Stored items from a collection
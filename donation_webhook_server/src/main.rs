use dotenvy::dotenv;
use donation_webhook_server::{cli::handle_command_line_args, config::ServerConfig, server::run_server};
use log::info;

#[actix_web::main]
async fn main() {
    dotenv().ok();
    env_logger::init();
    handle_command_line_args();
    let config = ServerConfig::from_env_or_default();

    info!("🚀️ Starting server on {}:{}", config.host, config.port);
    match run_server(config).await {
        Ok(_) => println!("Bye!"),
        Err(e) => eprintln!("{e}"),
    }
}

...

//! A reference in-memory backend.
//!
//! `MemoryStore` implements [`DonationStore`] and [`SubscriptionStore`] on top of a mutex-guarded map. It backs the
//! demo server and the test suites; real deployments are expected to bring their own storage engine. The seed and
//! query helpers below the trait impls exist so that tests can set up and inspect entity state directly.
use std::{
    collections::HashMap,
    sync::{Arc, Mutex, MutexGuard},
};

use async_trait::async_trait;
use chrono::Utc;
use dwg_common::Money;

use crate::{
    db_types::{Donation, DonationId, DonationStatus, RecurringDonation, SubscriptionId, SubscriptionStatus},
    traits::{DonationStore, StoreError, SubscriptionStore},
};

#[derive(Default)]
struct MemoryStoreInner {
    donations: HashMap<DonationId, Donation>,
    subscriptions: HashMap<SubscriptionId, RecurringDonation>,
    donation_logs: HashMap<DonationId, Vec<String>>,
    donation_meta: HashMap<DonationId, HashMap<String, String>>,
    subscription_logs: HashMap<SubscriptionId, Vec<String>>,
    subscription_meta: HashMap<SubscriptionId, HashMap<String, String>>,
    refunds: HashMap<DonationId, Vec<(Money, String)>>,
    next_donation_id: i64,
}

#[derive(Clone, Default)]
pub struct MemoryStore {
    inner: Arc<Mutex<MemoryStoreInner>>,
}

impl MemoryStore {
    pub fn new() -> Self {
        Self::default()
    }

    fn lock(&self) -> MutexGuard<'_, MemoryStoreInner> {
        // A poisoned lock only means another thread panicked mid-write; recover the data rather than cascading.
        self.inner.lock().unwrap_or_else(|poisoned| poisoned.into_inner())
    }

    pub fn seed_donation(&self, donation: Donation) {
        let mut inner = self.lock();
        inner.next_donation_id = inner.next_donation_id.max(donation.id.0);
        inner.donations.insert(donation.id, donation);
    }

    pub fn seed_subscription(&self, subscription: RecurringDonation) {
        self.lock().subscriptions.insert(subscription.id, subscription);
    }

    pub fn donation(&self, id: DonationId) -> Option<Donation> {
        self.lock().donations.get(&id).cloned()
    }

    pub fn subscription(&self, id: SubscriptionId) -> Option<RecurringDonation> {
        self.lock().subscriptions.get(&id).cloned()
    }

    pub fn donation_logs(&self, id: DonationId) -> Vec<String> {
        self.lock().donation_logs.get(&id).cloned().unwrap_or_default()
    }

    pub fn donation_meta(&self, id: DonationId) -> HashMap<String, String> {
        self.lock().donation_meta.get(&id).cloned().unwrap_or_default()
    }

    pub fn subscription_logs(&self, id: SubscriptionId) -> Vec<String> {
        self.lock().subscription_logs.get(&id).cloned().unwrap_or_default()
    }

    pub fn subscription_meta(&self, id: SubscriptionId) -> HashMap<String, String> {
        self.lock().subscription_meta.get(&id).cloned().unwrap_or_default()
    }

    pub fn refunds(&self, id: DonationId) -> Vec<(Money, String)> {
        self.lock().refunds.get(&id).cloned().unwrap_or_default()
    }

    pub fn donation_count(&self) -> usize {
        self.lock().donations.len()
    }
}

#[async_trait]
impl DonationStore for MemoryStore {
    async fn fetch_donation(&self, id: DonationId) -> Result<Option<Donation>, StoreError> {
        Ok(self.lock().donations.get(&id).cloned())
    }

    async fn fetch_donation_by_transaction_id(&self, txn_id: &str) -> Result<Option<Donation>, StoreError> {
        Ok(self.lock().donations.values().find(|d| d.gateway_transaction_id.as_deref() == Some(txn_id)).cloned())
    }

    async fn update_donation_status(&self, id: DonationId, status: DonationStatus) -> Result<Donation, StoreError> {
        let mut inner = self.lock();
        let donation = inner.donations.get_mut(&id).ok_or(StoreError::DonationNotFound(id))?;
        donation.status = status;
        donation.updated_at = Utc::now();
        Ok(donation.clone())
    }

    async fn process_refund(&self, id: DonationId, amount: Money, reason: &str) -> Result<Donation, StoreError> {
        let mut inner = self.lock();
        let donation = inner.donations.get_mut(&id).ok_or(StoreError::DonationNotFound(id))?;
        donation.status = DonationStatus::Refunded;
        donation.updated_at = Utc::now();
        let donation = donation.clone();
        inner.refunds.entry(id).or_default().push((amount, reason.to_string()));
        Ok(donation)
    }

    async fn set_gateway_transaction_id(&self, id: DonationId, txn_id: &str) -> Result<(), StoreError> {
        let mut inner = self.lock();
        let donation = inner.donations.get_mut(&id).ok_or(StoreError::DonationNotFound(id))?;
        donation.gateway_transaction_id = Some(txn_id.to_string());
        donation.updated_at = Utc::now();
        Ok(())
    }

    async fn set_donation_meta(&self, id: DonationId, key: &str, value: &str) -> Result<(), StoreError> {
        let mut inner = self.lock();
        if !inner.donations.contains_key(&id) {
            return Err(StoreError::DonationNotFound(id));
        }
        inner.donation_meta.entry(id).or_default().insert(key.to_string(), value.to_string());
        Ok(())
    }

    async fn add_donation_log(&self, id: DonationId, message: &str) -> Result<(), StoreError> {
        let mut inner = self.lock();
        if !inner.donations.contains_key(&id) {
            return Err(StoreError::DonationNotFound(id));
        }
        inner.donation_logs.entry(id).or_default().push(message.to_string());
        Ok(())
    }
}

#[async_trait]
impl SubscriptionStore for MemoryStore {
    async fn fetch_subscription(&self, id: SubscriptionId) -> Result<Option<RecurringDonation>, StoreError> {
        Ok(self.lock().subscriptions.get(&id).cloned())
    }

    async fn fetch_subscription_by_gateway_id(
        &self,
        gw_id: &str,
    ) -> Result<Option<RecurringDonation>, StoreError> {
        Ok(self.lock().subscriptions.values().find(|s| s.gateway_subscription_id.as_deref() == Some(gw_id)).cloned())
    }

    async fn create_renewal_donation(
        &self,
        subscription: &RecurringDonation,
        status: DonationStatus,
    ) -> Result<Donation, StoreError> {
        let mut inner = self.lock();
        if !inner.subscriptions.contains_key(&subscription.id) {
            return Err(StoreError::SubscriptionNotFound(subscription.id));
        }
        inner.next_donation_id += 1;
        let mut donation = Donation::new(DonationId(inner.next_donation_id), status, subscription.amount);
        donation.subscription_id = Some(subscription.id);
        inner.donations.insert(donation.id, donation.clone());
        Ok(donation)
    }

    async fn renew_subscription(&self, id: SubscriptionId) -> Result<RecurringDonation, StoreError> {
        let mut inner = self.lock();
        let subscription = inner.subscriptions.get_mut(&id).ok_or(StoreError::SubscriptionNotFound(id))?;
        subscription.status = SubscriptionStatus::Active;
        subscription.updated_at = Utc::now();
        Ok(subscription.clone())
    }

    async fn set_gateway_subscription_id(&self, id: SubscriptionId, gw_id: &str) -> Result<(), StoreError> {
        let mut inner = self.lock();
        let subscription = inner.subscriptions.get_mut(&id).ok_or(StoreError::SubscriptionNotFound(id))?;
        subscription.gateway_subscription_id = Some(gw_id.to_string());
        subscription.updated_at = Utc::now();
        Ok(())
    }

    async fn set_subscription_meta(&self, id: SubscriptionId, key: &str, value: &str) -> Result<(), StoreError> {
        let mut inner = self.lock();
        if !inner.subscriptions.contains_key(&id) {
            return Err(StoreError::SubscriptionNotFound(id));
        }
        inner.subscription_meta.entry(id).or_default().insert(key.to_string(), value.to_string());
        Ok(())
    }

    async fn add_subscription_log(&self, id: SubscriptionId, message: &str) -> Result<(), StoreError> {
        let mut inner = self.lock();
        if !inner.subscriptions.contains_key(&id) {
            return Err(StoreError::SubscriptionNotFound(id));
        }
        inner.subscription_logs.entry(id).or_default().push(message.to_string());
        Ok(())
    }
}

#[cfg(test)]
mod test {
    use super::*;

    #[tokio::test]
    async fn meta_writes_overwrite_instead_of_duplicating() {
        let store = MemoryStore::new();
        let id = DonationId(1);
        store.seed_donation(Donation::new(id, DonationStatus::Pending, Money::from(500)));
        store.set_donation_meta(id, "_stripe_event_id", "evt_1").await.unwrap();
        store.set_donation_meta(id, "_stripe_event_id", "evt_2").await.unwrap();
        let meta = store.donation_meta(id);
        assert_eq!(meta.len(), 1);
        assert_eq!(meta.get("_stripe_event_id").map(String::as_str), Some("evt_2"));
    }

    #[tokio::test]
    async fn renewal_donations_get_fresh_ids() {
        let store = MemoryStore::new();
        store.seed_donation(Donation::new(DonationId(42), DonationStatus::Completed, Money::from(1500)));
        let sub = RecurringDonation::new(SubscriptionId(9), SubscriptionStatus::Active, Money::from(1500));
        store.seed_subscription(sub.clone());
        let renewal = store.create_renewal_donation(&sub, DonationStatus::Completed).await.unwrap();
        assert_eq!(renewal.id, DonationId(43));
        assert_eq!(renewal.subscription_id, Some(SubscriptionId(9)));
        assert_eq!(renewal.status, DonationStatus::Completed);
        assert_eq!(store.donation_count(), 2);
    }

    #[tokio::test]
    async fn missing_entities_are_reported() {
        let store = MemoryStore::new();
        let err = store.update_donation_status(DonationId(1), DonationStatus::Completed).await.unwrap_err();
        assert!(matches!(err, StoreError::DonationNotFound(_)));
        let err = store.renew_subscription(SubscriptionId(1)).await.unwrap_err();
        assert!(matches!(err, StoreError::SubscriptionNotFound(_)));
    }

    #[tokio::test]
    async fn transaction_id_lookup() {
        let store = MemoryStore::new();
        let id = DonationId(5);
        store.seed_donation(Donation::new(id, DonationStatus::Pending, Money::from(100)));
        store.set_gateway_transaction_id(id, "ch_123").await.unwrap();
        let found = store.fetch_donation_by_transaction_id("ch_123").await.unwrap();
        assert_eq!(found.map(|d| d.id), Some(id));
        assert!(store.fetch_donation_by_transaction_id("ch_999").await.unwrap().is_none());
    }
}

◆ **WORK REQUIRED**
Find every line above where the word "matches" occurs, and copy that line.

◆ **EXPECTED ANSWER**
        assert!(matches!(err, StoreError::DonationNotFound(_)));
        assert!(matches!(err, StoreError::SubscriptionNotFound(_)));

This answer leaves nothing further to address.